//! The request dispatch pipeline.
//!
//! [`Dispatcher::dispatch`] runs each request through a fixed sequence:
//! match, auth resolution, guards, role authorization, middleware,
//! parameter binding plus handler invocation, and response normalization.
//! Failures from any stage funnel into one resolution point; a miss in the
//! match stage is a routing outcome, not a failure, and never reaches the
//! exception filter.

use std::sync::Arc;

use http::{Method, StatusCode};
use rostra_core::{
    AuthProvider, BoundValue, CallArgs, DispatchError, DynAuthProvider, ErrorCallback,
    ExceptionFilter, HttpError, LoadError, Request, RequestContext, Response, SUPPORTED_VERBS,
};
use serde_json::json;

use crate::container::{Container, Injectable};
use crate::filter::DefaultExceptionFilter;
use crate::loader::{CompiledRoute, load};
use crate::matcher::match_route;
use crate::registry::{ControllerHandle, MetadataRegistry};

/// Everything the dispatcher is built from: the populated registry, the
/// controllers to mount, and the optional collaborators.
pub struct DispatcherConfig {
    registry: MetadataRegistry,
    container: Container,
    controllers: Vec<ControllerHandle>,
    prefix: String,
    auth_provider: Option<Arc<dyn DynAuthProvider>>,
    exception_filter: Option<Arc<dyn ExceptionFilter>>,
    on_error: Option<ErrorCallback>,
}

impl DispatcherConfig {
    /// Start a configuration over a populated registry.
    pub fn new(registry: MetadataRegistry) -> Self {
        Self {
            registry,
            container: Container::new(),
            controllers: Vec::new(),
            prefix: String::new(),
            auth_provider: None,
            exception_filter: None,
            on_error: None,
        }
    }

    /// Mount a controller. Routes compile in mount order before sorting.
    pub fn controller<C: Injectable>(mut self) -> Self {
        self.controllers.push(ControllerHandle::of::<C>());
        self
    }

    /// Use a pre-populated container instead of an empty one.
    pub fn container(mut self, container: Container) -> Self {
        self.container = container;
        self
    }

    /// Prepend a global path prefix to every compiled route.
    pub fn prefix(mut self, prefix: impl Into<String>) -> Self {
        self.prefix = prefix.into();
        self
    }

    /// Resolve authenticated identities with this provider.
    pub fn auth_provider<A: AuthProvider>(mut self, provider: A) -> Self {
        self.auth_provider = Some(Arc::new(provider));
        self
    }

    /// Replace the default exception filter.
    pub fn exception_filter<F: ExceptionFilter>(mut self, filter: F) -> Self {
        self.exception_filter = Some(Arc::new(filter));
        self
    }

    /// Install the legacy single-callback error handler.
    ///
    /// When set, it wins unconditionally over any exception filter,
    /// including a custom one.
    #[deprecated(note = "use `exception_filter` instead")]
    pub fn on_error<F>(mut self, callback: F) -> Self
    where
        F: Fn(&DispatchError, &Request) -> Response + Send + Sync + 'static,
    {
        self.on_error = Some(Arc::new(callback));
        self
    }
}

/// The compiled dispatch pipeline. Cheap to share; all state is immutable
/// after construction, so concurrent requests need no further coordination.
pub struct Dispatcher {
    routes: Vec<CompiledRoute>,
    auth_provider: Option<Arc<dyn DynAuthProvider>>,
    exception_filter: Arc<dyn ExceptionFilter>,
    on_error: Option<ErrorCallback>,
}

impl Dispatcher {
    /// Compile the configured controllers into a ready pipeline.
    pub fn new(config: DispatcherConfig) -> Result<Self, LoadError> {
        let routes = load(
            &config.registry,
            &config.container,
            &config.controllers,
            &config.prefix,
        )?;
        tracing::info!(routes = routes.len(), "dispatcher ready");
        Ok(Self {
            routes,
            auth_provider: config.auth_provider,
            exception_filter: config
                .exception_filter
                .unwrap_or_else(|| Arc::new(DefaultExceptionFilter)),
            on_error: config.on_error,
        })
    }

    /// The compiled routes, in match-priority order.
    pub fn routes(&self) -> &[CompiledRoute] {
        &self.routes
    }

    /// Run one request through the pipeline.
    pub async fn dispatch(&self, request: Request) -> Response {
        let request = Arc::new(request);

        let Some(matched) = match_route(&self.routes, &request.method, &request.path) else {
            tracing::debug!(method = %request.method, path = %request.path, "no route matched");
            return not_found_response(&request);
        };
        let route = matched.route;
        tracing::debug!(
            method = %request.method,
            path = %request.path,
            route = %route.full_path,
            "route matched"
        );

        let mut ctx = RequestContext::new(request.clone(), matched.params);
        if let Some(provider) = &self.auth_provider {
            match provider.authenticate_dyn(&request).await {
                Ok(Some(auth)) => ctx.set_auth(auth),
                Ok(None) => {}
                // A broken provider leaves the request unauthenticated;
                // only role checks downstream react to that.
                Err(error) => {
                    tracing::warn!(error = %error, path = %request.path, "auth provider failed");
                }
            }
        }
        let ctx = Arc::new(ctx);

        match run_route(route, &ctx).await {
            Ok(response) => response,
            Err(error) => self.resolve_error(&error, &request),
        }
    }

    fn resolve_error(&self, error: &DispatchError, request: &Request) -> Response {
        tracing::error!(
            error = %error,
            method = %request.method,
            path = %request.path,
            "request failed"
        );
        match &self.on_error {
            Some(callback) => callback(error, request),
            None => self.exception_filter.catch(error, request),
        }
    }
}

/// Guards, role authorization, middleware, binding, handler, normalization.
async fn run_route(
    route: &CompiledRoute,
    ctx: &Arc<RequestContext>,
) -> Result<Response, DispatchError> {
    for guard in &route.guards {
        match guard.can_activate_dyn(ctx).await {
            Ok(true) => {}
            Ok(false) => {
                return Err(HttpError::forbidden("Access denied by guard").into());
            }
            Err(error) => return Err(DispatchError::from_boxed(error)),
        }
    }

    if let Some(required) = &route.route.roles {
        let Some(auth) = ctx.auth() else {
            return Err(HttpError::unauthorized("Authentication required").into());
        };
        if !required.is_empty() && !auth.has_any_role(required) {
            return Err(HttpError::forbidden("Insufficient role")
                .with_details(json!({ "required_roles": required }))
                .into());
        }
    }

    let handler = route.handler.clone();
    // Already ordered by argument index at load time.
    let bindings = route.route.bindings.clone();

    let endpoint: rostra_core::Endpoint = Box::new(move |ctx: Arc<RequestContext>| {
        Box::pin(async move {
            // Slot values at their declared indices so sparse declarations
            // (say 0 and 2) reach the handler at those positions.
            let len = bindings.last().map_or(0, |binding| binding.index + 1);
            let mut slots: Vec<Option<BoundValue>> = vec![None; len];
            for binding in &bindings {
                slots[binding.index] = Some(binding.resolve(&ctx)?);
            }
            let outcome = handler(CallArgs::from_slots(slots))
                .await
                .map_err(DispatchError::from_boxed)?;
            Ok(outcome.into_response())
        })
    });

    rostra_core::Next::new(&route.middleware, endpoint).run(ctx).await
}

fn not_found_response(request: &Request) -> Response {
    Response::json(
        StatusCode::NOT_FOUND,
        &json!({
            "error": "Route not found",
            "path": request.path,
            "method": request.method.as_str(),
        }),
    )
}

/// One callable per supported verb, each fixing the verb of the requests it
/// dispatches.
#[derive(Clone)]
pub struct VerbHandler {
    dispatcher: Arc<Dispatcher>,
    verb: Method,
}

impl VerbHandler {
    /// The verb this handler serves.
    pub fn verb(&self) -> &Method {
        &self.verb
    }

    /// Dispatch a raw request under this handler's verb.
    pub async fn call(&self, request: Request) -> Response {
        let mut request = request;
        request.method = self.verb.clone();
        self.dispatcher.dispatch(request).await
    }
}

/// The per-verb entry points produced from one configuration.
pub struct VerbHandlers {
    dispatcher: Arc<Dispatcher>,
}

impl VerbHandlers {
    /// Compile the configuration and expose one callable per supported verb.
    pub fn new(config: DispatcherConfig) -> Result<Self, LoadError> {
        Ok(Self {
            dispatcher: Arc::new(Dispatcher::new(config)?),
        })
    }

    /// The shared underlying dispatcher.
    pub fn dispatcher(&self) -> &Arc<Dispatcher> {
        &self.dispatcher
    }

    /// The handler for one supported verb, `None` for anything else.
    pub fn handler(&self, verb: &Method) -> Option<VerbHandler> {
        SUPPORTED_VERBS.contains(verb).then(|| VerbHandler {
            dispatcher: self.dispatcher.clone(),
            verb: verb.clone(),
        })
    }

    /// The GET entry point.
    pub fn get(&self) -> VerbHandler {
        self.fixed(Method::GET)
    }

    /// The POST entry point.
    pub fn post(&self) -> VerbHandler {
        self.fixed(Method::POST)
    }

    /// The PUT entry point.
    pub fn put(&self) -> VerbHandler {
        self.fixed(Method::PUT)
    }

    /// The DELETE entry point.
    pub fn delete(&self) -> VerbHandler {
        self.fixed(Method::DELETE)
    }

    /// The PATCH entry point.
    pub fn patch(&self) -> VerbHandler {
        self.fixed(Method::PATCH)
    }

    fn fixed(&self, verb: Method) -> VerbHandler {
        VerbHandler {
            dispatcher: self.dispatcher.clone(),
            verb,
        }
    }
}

-=-=-

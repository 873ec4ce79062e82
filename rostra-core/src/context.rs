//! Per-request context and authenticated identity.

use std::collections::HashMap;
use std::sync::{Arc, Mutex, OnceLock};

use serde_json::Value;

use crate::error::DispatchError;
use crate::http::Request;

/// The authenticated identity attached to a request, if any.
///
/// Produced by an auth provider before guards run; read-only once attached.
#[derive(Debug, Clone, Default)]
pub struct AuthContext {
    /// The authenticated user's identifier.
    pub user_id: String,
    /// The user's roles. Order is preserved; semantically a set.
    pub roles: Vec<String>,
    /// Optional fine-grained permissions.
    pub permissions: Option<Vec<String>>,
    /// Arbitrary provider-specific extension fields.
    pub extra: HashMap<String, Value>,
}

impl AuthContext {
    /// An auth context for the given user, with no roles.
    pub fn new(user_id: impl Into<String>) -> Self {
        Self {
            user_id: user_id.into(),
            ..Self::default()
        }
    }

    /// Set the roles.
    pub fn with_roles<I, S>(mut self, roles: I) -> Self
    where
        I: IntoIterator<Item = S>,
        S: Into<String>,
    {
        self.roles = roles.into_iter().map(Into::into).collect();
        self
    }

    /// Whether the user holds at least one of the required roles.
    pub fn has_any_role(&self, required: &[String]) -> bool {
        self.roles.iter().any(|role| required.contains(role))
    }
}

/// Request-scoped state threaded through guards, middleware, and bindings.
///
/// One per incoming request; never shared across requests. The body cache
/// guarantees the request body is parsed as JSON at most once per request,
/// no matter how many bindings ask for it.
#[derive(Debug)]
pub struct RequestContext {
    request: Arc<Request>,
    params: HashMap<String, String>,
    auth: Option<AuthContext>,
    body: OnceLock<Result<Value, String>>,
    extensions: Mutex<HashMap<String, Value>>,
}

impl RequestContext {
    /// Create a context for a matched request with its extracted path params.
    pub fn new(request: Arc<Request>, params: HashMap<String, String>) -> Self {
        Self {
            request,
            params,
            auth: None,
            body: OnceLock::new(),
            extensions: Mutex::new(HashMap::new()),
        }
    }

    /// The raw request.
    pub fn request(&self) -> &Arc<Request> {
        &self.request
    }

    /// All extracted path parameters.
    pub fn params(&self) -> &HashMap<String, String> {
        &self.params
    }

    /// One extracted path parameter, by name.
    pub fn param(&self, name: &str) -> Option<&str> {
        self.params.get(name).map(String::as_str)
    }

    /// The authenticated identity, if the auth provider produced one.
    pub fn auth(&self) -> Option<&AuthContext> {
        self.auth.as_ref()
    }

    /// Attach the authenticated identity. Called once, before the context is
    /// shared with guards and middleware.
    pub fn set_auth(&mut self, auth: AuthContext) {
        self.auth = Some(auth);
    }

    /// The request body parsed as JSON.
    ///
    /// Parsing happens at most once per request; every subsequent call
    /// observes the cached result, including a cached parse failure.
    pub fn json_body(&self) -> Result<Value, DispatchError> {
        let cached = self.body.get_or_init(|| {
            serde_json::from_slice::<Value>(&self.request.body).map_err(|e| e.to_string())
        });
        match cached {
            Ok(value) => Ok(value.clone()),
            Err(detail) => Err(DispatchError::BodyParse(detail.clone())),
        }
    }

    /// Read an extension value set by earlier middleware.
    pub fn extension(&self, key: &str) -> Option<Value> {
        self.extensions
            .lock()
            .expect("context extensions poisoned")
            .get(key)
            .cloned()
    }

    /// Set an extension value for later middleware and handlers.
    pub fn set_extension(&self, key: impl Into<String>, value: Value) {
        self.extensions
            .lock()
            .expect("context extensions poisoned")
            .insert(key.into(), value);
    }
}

-=-=-

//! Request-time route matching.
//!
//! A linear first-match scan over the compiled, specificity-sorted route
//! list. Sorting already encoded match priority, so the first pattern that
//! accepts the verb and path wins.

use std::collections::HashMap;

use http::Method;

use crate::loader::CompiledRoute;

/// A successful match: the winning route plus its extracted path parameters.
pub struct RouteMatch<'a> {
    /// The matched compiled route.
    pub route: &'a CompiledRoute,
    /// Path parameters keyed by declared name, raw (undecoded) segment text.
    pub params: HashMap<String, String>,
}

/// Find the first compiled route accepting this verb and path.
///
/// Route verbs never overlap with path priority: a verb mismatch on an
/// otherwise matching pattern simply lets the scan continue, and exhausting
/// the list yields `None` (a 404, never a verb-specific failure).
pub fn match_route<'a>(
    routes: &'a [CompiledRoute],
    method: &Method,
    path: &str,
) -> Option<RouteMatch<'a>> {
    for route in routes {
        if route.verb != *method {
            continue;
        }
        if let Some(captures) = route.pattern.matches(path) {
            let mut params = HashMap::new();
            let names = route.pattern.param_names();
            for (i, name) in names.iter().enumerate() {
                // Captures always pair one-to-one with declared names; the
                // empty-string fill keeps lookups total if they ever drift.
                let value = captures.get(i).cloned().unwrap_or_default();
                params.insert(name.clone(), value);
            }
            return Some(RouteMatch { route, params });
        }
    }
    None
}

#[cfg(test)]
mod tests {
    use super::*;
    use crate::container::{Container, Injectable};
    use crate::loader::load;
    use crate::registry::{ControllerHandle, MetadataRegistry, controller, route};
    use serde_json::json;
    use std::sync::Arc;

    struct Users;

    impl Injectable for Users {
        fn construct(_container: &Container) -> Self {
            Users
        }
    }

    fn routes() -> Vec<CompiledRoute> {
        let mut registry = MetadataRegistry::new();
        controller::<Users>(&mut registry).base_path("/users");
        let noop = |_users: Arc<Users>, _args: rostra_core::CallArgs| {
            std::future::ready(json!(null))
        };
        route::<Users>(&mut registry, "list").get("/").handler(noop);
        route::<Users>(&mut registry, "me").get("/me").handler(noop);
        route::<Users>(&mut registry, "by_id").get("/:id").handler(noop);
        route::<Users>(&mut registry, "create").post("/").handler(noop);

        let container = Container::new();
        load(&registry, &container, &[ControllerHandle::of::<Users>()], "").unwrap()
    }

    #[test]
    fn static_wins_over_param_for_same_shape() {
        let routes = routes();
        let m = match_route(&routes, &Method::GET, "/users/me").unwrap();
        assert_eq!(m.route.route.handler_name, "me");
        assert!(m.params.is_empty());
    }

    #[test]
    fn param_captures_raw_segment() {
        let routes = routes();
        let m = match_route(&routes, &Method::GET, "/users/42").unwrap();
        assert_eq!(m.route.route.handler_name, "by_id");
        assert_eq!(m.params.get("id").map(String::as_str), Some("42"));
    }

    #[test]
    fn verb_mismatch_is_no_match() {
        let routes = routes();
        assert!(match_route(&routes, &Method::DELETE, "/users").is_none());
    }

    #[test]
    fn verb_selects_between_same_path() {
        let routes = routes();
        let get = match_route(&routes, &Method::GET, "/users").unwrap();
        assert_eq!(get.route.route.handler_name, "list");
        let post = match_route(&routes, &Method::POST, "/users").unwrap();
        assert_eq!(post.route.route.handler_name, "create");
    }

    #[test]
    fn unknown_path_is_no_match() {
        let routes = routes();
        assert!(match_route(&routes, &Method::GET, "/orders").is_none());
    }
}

-=-=-

= THE TASK =
Every line above from the line with "request dispatch pipeline." to the line with "and response normalization." is wanted, ends included; write them out exactly and add no other line.

= RESPONSE TO THIS EXERCISE =
//! The request dispatch pipeline.
//!
//! [`Dispatcher::dispatch`] runs each request through a fixed sequence:
//! match, auth resolution, guards, role authorization, middleware,
//! parameter binding plus handler invocation, and response normalization.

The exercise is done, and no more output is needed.